Sorry for the lack of posts that i said I was gonna post and then didn't post cuz I'm flaky like that. We ended up bringing Lindsay with us to Seattle. She is having the hardest time with this and is very scared. She was sick over me leaving her. For the record, she is never like that, it's just not her style. She is my laid back, do what you want, go with the flow kid. She's not the drama queen, so when she had the meltdown that she did, I knew I was bringing her.
We've changed plans so often on what to do with her. Bringing her was against my better judgement so I'm doing what I do, I'm rolling with the punches. She cried tonight and I just feel helpless.

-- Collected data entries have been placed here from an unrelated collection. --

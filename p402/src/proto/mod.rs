//! Protocol types for x402 payment messages.
//!
//! This module defines the wire format types exchanged between buyers and
//! sellers, plus the header codecs that move them across HTTP-style headers.
//!
//! # Key Types
//!
//! - [`v1::PaymentRequired`] - The 402 challenge issued by the seller
//! - [`v1::PaymentPayload`] - The signed payment authorization from the buyer
//! - [`SettleResponse`] - The settlement outcome returned by the seller
//! - [`Version`] - Const-generic protocol version marker
//!
//! # Wire Format
//!
//! All types serialize to JSON using camelCase field names. The protocol
//! version is indicated by the `x402Version` field.

use serde::{Deserialize, Deserializer, Serialize, Serializer};

pub mod headers;
pub mod v1;
mod version;

pub use version::Version;

/// Outcome of a payment settlement, parsed from the `X-PAYMENT-RESPONSE`
/// header.
///
/// Indicates whether the payment was settled on-chain, including the
/// transaction hash and payer address on success. Read-only on the client.
#[derive(Debug, Clone, PartialEq, Eq)]
#[non_exhaustive]
pub enum SettleResponse {
    /// Settlement succeeded.
    Success {
        /// The address that paid.
        payer: String,
        /// The on-chain transaction hash.
        transaction: String,
        /// The network where settlement occurred.
        network: String,
    },
    /// Settlement failed.
    Error {
        /// Machine-readable reason for failure.
        reason: String,
        /// The network where settlement was attempted.
        network: String,
        /// The payer address, if identifiable.
        payer: Option<String>,
    },
}

impl SettleResponse {
    /// Returns `true` if the settlement succeeded.
    #[must_use]
    pub const fn is_success(&self) -> bool {
        matches!(self, Self::Success { .. })
    }

    /// Returns the network the settlement relates to.
    #[must_use]
    pub fn network(&self) -> &str {
        match self {
            Self::Success { network, .. } | Self::Error { network, .. } => network,
        }
    }
}

#[derive(Serialize, Deserialize)]
#[serde(rename_all = "camelCase")]
struct SettleResponseWire {
    success: bool,
    #[serde(default, skip_serializing_if = "Option::is_none")]
    error_reason: Option<String>,
    #[serde(default, skip_serializing_if = "Option::is_none")]
    payer: Option<String>,
    #[serde(default, skip_serializing_if = "Option::is_none")]
    transaction: Option<String>,
    network: String,
}

impl Serialize for SettleResponse {
    fn serialize<S>(&self, serializer: S) -> Result<S::Ok, S::Error>
    where
        S: Serializer,
    {
        let wire = match self {
            Self::Success {
                payer,
                transaction,
                network,
            } => SettleResponseWire {
                success: true,
                error_reason: None,
                payer: Some(payer.clone()),
                transaction: Some(transaction.clone()),
                network: network.clone(),
            },
            Self::Error {
                reason,
                network,
                payer,
            } => SettleResponseWire {
                success: false,
                error_reason: Some(reason.clone()),
                payer: payer.clone(),
                transaction: None,
                network: network.clone(),
            },
        };
        wire.serialize(serializer)
    }
}

impl<'de> Deserialize<'de> for SettleResponse {
    fn deserialize<D>(deserializer: D) -> Result<Self, D::Error>
    where
        D: Deserializer<'de>,
    {
        let wire = SettleResponseWire::deserialize(deserializer)?;
        if wire.success {
            let payer = wire
                .payer
                .ok_or_else(|| serde::de::Error::missing_field("payer"))?;
            let transaction = wire
                .transaction
                .ok_or_else(|| serde::de::Error::missing_field("transaction"))?;
            Ok(Self::Success {
                payer,
                transaction,
                network: wire.network,
            })
        } else {
            let reason = wire
                .error_reason
                .ok_or_else(|| serde::de::Error::missing_field("errorReason"))?;
            Ok(Self::Error {
                reason,
                network: wire.network,
                payer: wire.payer,
            })
        }
    }
}

#[cfg(test)]
mod tests {
    use super::*;

    #[test]
    fn test_settle_response_success_roundtrip() {
        let response = SettleResponse::Success {
            payer: "0x2980bc24bBFB34DE1BBC91479Cb712ffbCE02F73".to_owned(),
            transaction: "0xabc123".to_owned(),
            network: "base-sepolia".to_owned(),
        };
        let json = serde_json::to_string(&response).unwrap();
        let parsed: SettleResponse = serde_json::from_str(&json).unwrap();
        assert_eq!(parsed, response);
        assert!(parsed.is_success());
    }

    #[test]
    fn test_settle_response_error_roundtrip() {
        let response = SettleResponse::Error {
            reason: "insufficient_funds".to_owned(),
            network: "base-sepolia".to_owned(),
            payer: None,
        };
        let json = serde_json::to_string(&response).unwrap();
        let parsed: SettleResponse = serde_json::from_str(&json).unwrap();
        assert_eq!(parsed, response);
        assert!(!parsed.is_success());
    }

    #[test]
    fn test_settle_response_wire_shape() {
        let json = r#"{"success":true,"network":"base-sepolia","transaction":"0x1","payer":"0x2"}"#;
        let parsed: SettleResponse = serde_json::from_str(json).unwrap();
        assert_eq!(parsed.network(), "base-sepolia");
    }

    #[test]
    fn test_settle_response_success_requires_transaction() {
        let json = r#"{"success":true,"network":"base-sepolia","payer":"0x2"}"#;
        let result: Result<SettleResponse, _> = serde_json::from_str(json);
        assert!(result.is_err());
    }

    #[test]
    fn test_settle_response_error_requires_reason() {
        let json = r#"{"success":false,"network":"base-sepolia"}"#;
        let result: Result<SettleResponse, _> = serde_json::from_str(json);
        assert!(result.is_err());
    }
}
//! `log` backend that forwards records to the browser console.

use log::{Level, LevelFilter, Log, Metadata, Record};
use wasm_bindgen::JsValue;
use web_sys::console;

struct ConsoleLogger;

static LOGGER: ConsoleLogger = ConsoleLogger;

impl Log for ConsoleLogger {
    fn enabled(&self, metadata: &Metadata) -> bool {
        metadata.level() <= log::max_level()
    }

    fn log(&self, record: &Record) {
        if !self.enabled(record.metadata()) {
            return;
        }
        let msg = JsValue::from_str(&format!("[{}] {}", record.target(), record.args()));
        match record.level() {
            Level::Error => console::error_1(&msg),
            Level::Warn => console::warn_1(&msg),
            Level::Info => console::info_1(&msg),
            Level::Debug | Level::Trace => console::debug_1(&msg),
        }
    }

    fn flush(&self) {}
}

/// Install the console logger. Safe to call more than once; later calls are ignored.
pub fn init() {
    let level = if cfg!(debug_assertions) {
        LevelFilter::Debug
    } else {
        LevelFilter::Info
    };
    if log::set_logger(&LOGGER).is_ok() {
        log::set_max_level(level);
    }
}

It's almost midnight. The time when I have to cut off everything that goes in my stomach. I haven't pooped today, not good. I was hoping for something, but no. I haven't eaten too much today and I've only had maybe 70 oz of fluids. My preferred veins are all bruised and used up it seems from the iron infusions. They better find someplace to put that damn iv, because it sure as hell isn't going in my hand. NO WAY.
I'm scared. Apparently it is normal, I got an email from OH confirming that I'm normal. ::smile:: I know that my surgeon is one of the best and most skilled at this surgery. I told him about Stephanie today. He sad and held my hand and was genuinely sad, disgusted, and outraged at what had happened to her. He then went into detail about the surgery, his stats, how many he's lost (it's 4 and they didn't die from something surgery related), and that he's done thousands of surgeries. I'm in good hands, I'm in good hands, I'm in good hands.....Heidi, you're in good hands.
I'm heading to bed for the few hours that I may receive some kind gift from the Sandman. Hopefully I shall return tomorrow and feel good enough to report about how it went. Please keep me in your thoughts and my dear sweet and beloved family.
1 comment:
Sitting here thinking about you and hoping you have an easy recovery. Can't wait to hear an update.